Pitfalls with RPM and GPG
As part of automating the packaging process for Puppet Dashboard we ran into some baffling issues regarding the package signatures. Initially, we ended up with a package that was recognized as having a valid signature on some systems, but not others (Good with RPM 4.7.2, bad with 4.4.2.3). Additionally, when we tried signing the package with our "normal" GPG keys to try and debug this, we were unable to get a good signature from any of the systems we were testing with.

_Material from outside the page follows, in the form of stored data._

//! 应用配置：从 config/default.toml 与环境变量加载
//!
//! 加载顺序：先读 TOML 文件，再用环境变量 `MASCOT__*` 覆盖（双下划线表示嵌套，如 `MASCOT__SERVER__PORT=8771`）。

use std::path::PathBuf;
use std::time::Duration;

use serde::Deserialize;

/// 应用配置根（对应 config/default.toml 的顶层）
#[derive(Debug, Clone, Deserialize, Default)]
#[serde(default)]
pub struct AppConfig {
    pub app: AppSection,
    pub llm: LlmSection,
    pub rate_limit: RateLimitSection,
    pub actuator: ActuatorSection,
    pub orchestrator: OrchestratorSection,
    pub memory: MemorySection,
    pub server: ServerSection,
}

/// [app] 段：应用名、状态目录
#[derive(Debug, Clone, Deserialize)]
#[serde(default)]
pub struct AppSection {
    pub name: String,
    /// 数据库等状态文件所在目录，未设置时用 ./state
    pub state_dir: Option<PathBuf>,
}

impl Default for AppSection {
    fn default() -> Self {
        Self {
            name: "mascot".to_string(),
            state_dir: None,
        }
    }
}

/// [llm] 段：后端选择、两个推理角色各自的模型、超时
#[derive(Debug, Clone, Deserialize)]
#[serde(default)]
pub struct LlmSection {
    /// 后端：openai / mock；openai 在没有 API Key 时回落到 mock
    pub provider: String,
    pub model: String,
    pub base_url: Option<String>,
    /// 主动循环使用的模型，未设置时用 model
    pub proactive_model: Option<String>,
    /// 按需响应使用的模型，未设置时用 model
    pub reactive_model: Option<String>,
    /// 语义索引使用的嵌入模型
    pub embedding_model: String,
    pub timeouts: LlmTimeoutsSection,
}

impl Default for LlmSection {
    fn default() -> Self {
        Self {
            provider: "openai".to_string(),
            model: "gpt-4o-mini".to_string(),
            base_url: None,
            proactive_model: None,
            reactive_model: None,
            embedding_model: "text-embedding-3-small".to_string(),
            timeouts: LlmTimeoutsSection::default(),
        }
    }
}

#[derive(Debug, Clone, Deserialize)]
#[serde(default)]
pub struct LlmTimeoutsSection {
    /// 单次推理调用超时（秒）
    pub request: u64,
}

impl Default for LlmTimeoutsSection {
    fn default() -> Self {
        Self {
            request: default_request_timeout(),
        }
    }
}

fn default_request_timeout() -> u64 {
    30
}

/// 单个滑动窗口：窗口内最多 max_calls 次
#[derive(Debug, Clone, Copy, Deserialize)]
pub struct WindowSection {
    pub max_calls: usize,
    pub window_secs: u64,
}

impl WindowSection {
    pub fn window(&self) -> Duration {
        Duration::from_secs(self.window_secs)
    }
}

/// [rate_limit] 段：两个推理客户端各自的预算，以及按来源的严重告警节流
#[derive(Debug, Clone, Deserialize)]
#[serde(default)]
pub struct RateLimitSection {
    pub proactive: WindowSection,
    pub reactive: WindowSection,
    pub alert: WindowSection,
}

impl Default for RateLimitSection {
    fn default() -> Self {
        Self {
            proactive: WindowSection {
                max_calls: 60,
                window_secs: 60,
            },
            reactive: WindowSection {
                max_calls: 60,
                window_secs: 60,
            },
            alert: WindowSection {
                max_calls: 1,
                window_secs: 300,
            },
        }
    }
}

/// [actuator] 段：化身控制面地址、缓存、退避、行为词表
#[derive(Debug, Clone, Deserialize)]
#[serde(default)]
pub struct ActuatorSection {
    pub base_url: String,
    pub request_timeout_ms: u64,
    pub cache_ttl_ms: u64,
    pub backoff_initial_ms: u64,
    pub backoff_max_ms: u64,
    /// 已知行为名；为空时使用内置兜底词表
    pub behaviors: Vec<String>,
}

impl Default for ActuatorSection {
    fn default() -> Self {
        Self {
            base_url: "http://127.0.0.1:32456/shijima/api/v1".to_string(),
            request_timeout_ms: 2500,
            cache_ttl_ms: 2000,
            backoff_initial_ms: 1500,
            backoff_max_ms: 12_000,
            behaviors: Vec::new(),
        }
    }
}

/// [orchestrator] 段：主动/反应间隔、失败退避、空闲宽限、队列告警深度、关闭超时
#[derive(Debug, Clone, Deserialize)]
#[serde(default)]
pub struct OrchestratorSection {
    pub proactive_interval_secs: u64,
    pub reaction_interval_secs: u64,
    pub failure_backoff_secs: u64,
    pub idle_grace_ms: u64,
    pub reactive_queue_warn_depth: usize,
    pub shutdown_timeout_secs: u64,
    /// 轮询 ContextSource 的间隔（秒），0 表示不轮询
    pub context_poll_interval_secs: u64,
}

impl Default for OrchestratorSection {
    fn default() -> Self {
        Self {
            proactive_interval_secs: 45,
            reaction_interval_secs: 10,
            failure_backoff_secs: 90,
            idle_grace_ms: 3000,
            reactive_queue_warn_depth: 8,
            shutdown_timeout_secs: 5,
            context_poll_interval_secs: 5,
        }
    }
}

/// [memory] 段：工作记忆容量、情景库路径、保留策略、是否启用语义索引
#[derive(Debug, Clone, Deserialize)]
#[serde(default)]
pub struct MemorySection {
    pub working_capacity: usize,
    /// 未设置时为 state_dir/memory.db
    pub db_path: Option<PathBuf>,
    pub cleanup_interval_secs: u64,
    pub retention_days: i64,
    pub semantic_index: bool,
    pub semantic_max_entries: usize,
}

impl Default for MemorySection {
    fn default() -> Self {
        Self {
            working_capacity: 20,
            db_path: None,
            cleanup_interval_secs: 3600,
            retention_days: 30,
            semantic_index: false,
            semantic_max_entries: 1000,
        }
    }
}

/// [server] 段：按需请求通道监听地址；端口被占用时依次尝试后续端口
#[derive(Debug, Clone, Deserialize)]
#[serde(default)]
pub struct ServerSection {
    pub enabled: bool,
    pub host: String,
    pub port: u16,
    pub port_attempts: u16,
}

impl Default for ServerSection {
    fn default() -> Self {
        Self {
            enabled: true,
            host: "127.0.0.1".to_string(),
            port: 8770,
            port_attempts: 10,
        }
    }
}

impl AppConfig {
    /// 状态目录：配置 > ./state
    pub fn state_dir(&self) -> PathBuf {
        self.app
            .state_dir
            .clone()
            .unwrap_or_else(|| PathBuf::from("state"))
    }

    /// 情景记忆数据库路径：配置 > state_dir/memory.db
    pub fn db_path(&self) -> PathBuf {
        self.memory
            .db_path
            .clone()
            .unwrap_or_else(|| self.state_dir().join("memory.db"))
    }
}

/// 从 config 目录加载配置，环境变量 MASCOT__* 可覆盖
///
/// 1. 按顺序查找 config/default.toml、../config/default.toml、default.toml，找到则作为第一源
/// 2. 若传入 config_path 且文件存在，则追加该文件（可覆盖前面的键）
/// 3. 最后叠加环境变量 MASCOT__*（双下划线表示嵌套键）
pub fn load_config(config_path: Option<PathBuf>) -> Result<AppConfig, config::ConfigError> {
    let mut builder = config::Config::builder();

    let default_names = ["config/default", "../config/default", "default"];
    for name in default_names {
        let path = format!("{}.toml", name);
        if std::path::Path::new(&path).exists() {
            builder = builder.add_source(config::File::with_name(name).required(false));
            break;
        }
    }

    if let Some(ref path) = config_path {
        if path.exists() {
            builder = builder.add_source(config::File::from(path.clone()).required(false));
        }
    }

    builder = builder.add_source(
        config::Environment::with_prefix("MASCOT")
            .separator("__")
            .try_parsing(true),
    );

    let c = builder.build()?;
    c.try_deserialize()
}

#[cfg(test)]
mod tests {
    use super::*;
    use std::io::Write;

    #[test]
    fn test_defaults_match_documented_values() {
        let cfg = AppConfig::default();
        assert_eq!(cfg.orchestrator.proactive_interval_secs, 45);
        assert_eq!(cfg.orchestrator.reaction_interval_secs, 10);
        assert_eq!(cfg.memory.working_capacity, 20);
        assert_eq!(cfg.memory.retention_days, 30);
        assert_eq!(cfg.rate_limit.alert.window_secs, 300);
        assert_eq!(cfg.server.port, 8770);
        assert_eq!(cfg.actuator.backoff_max_ms, 12_000);
    }

    #[test]
    fn test_load_from_explicit_file_overrides_defaults() {
        let mut file = tempfile::Builder::new().suffix(".toml").tempfile().unwrap();
        writeln!(
            file,
            "[orchestrator]\nproactive_interval_secs = 12\n\n[rate_limit.proactive]\nmax_calls = 3\nwindow_secs = 10\n"
        )
        .unwrap();

        let cfg = load_config(Some(file.path().to_path_buf())).unwrap();
        assert_eq!(cfg.orchestrator.proactive_interval_secs, 12);
        // 未出现的键保持默认
        assert_eq!(cfg.orchestrator.reaction_interval_secs, 10);
        assert_eq!(cfg.rate_limit.proactive.max_calls, 3);
        assert_eq!(cfg.rate_limit.reactive.max_calls, 60);
    }

    #[test]
    fn test_db_path_defaults_under_state_dir() {
        let mut cfg = AppConfig::default();
        cfg.app.state_dir = Some(PathBuf::from("/tmp/mascot-state"));
        assert_eq!(cfg.db_path(), PathBuf::from("/tmp/mascot-state/memory.db"));
    }
}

After much cursing, and Googling, we were able to find the correct incantation to get past the gauntlet of bizarre RPM behavior.
In order to reliably build/sign an RPM, you must:
- Have a signing-only RSA key.
- Your key cannot have any sub-keys.
- Your key must be > 1024-bit.
- You must generate the RPM with a V3 GPG signature (CentOS 5.5 can't verify V4 signatures).
To top it all off (and this might just be my Google-fu failing me, and not knowing where to look) none of this is actually documented anywhere outside of bugs.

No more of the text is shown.